Khao Sok, c’est la promesse de jungle luxuriante, de nature brute et d’authenticité… une promesse tenue à moitié. On séjourne au Phu Siab Mhok, un hôtel perché dans la végétation, avec des chambres ouvertes sur la forêt et des bains en plein air, une belle idée sur le papier. Le lieu a du charme et l’accueil est familial — le fils, ultra bavard, raconte tout : les éléphants sauvages qui passent parfois, la rafflésie géante qu’on ne peut plus voir cette année car des touristes l’ont abîmée, les araignées à l’entrée qu’il considère comme ses copines. On fait un petit sentier juste en face de l’hôtel, moins de deux heures de marche, agréable et calme, bien plus plaisant à nos yeux que les sentiers du parc officiel, surpeuplés et sans grand intérêt. Mais même ici, tout semble un peu fatigué, usé, et quand on traverse le “village” à l’entrée du parc, on tombe surtout sur une enfilade de restaurants et d’agences à touristes. Heureusement, on mange un excellent Panang Curry chez Tiger — c’est déjà ça.

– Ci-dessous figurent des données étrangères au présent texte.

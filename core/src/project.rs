/*
 * SPDX-FileCopyrightText: 2026 Wavelens GmbH <info@wavelens.io>
 *
 * SPDX-License-Identifier: AGPL-3.0-only
 */

use chrono::Utc;
use sea_orm::ActiveValue::Set;
use sea_orm::{
    ActiveModelTrait, ColumnTrait, Condition, EntityTrait, IntoActiveModel, PaginatorTrait,
    QueryFilter, QueryOrder, QuerySelect,
};
use std::sync::Arc;

use super::authorization::{authorize, require_owner};
use super::database::get_project;
use super::error::{CoreError, CoreResult};
use super::lifecycle::delete_project_tree;
use super::ownership::EntityRef;
use super::pagination::{window, Page, PageRequest};
use super::permission::{Action, Resource};
use super::types::*;
use super::validate::{validate_project, DenyPatterns};

/// Detects a (name, owner) collision among persisted projects, optionally
/// excluding the row being updated. A hit names every key field.
pub async fn check_duplicate_project(
    state: Arc<ServerState>,
    name: &str,
    owner: i64,
    exclude: Option<i64>,
) -> CoreResult<()> {
    let mut condition = Condition::all()
        .add(CProject::Name.eq(name))
        .add(CProject::Owner.eq(owner));

    if let Some(id) = exclude {
        condition = condition.add(CProject::Id.ne(id));
    }

    let existing = EProject::find().filter(condition).one(&state.db).await?;

    if existing.is_some() {
        return Err(CoreError::Duplicate(vec![
            "name".to_string(),
            "owner".to_string(),
        ]));
    }

    Ok(())
}

pub async fn save_project(
    state: Arc<ServerState>,
    user: &MUser,
    data: ProjectData,
) -> CoreResult<MProject> {
    authorize(
        Arc::clone(&state),
        user,
        Resource::Project,
        Action::Save,
        None,
    )
    .await?;

    let patterns = DenyPatterns::from_cli(&state.cli);
    let violations = validate_project(&data, &patterns);
    if !violations.is_empty() {
        return Err(CoreError::Validation(violations));
    }

    let name = data.name.unwrap_or_default();
    check_duplicate_project(Arc::clone(&state), &name, user.id, None).await?;

    let now = Utc::now().naive_utc();
    let aproject = AProject {
        entity_version: Set(1),
        name: Set(name),
        description: Set(data.description.unwrap_or_default()),
        owner: Set(user.id),
        created_at: Set(now),
        updated_at: Set(now),
        ..Default::default()
    };

    let project = aproject.insert(&state.db).await?;

    tracing::info!("Created project {} for user {}", project.id, user.id);

    Ok(project)
}

pub async fn update_project(
    state: Arc<ServerState>,
    user: &MUser,
    project_id: i64,
    data: ProjectData,
) -> CoreResult<MProject> {
    authorize(
        Arc::clone(&state),
        user,
        Resource::Project,
        Action::Update,
        None,
    )
    .await?;

    let patterns = DenyPatterns::from_cli(&state.cli);
    let violations = validate_project(&data, &patterns);
    if !violations.is_empty() {
        return Err(CoreError::Validation(violations));
    }

    require_owner(Arc::clone(&state), user, EntityRef::Project(project_id)).await?;

    let project = get_project(Arc::clone(&state), project_id).await?;

    let name = data.name.unwrap_or_default();
    check_duplicate_project(Arc::clone(&state), &name, project.owner, Some(project_id)).await?;

    let mut aproject = project.clone().into_active_model();
    aproject.name = Set(name);
    aproject.description = Set(data.description.unwrap_or_default());
    aproject.entity_version = Set(project.entity_version + 1);
    aproject.updated_at = Set(Utc::now().naive_utc());

    Ok(aproject.update(&state.db).await?)
}

pub async fn find_project(
    state: Arc<ServerState>,
    user: &MUser,
    project_id: i64,
) -> CoreResult<MProject> {
    authorize(
        Arc::clone(&state),
        user,
        Resource::Project,
        Action::Find,
        Some(EntityRef::Project(project_id)),
    )
    .await?;

    get_project(state, project_id).await
}

/// Ordered, paginated listing; visibility is restricted to the acting
/// user's own projects unless the user is an admin.
pub async fn find_all_projects(
    state: Arc<ServerState>,
    user: &MUser,
    request: PageRequest,
) -> CoreResult<Page<MProject>> {
    authorize(
        Arc::clone(&state),
        user,
        Resource::Project,
        Action::FindAll,
        None,
    )
    .await?;

    let mut query = EProject::find();
    if !user.admin {
        query = query.filter(CProject::Owner.eq(user.id));
    }

    let total = query.clone().count(&state.db).await?;
    let window = window(request, total);

    let results = query
        .order_by_asc(CProject::Id)
        .offset(window.offset)
        .limit(window.delta)
        .all(&state.db)
        .await?;

    Ok(window.finish(results))
}

pub async fn delete_project(
    state: Arc<ServerState>,
    user: &MUser,
    project_id: i64,
) -> CoreResult<()> {
    authorize(
        Arc::clone(&state),
        user,
        Resource::Project,
        Action::Remove,
        Some(EntityRef::Project(project_id)),
    )
    .await?;

    delete_project_tree(state, project_id).await
}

On tente ensuite d’aller voir le fameux lac de Cheow Lan, mais l’organisation est opaque et frustrante : impossible de discuter directement avec les bateliers au Cheow Lan Pier sans d’abord payer les frais d’entrée du parc (environ 400 THB par personne), puis les droits du quai, puis négocier un bateau — tous à peu près au même tarif (autour de 1800 THB), tous allant au même endroit, les trois rochers posés dans l’eau que l’on retrouve sur toutes les photos. On sent clairement que tout est verrouillé, les prix sont alignés, il n’y a plus d’espace pour sortir du cadre. Même un guide local rencontré à Khao Sok Sunlight, un ancien du coin devenu lucide sur le système, nous le confirme : ici, les prestataires se surveillent, ajustent leurs prix entre eux, et proposent des tours sans surprise, sans recherche, juste pour cocher les cases. En cherchant à contourner un peu les circuits classiques, on tombe par hasard sur un lieu improbable au bord de la rivière : potager, tentes, hamac, bateaux en bambou… et un hôte stone mais bienveillant qui nous invite à nous poser. Pas vraiment notre style, mais sincère. En fin de compte, Khao Sok donne à voir ses deux extrêmes : un tourisme devenu machine, et quelques zones de liberté, isolées, qui résistent encore un peu.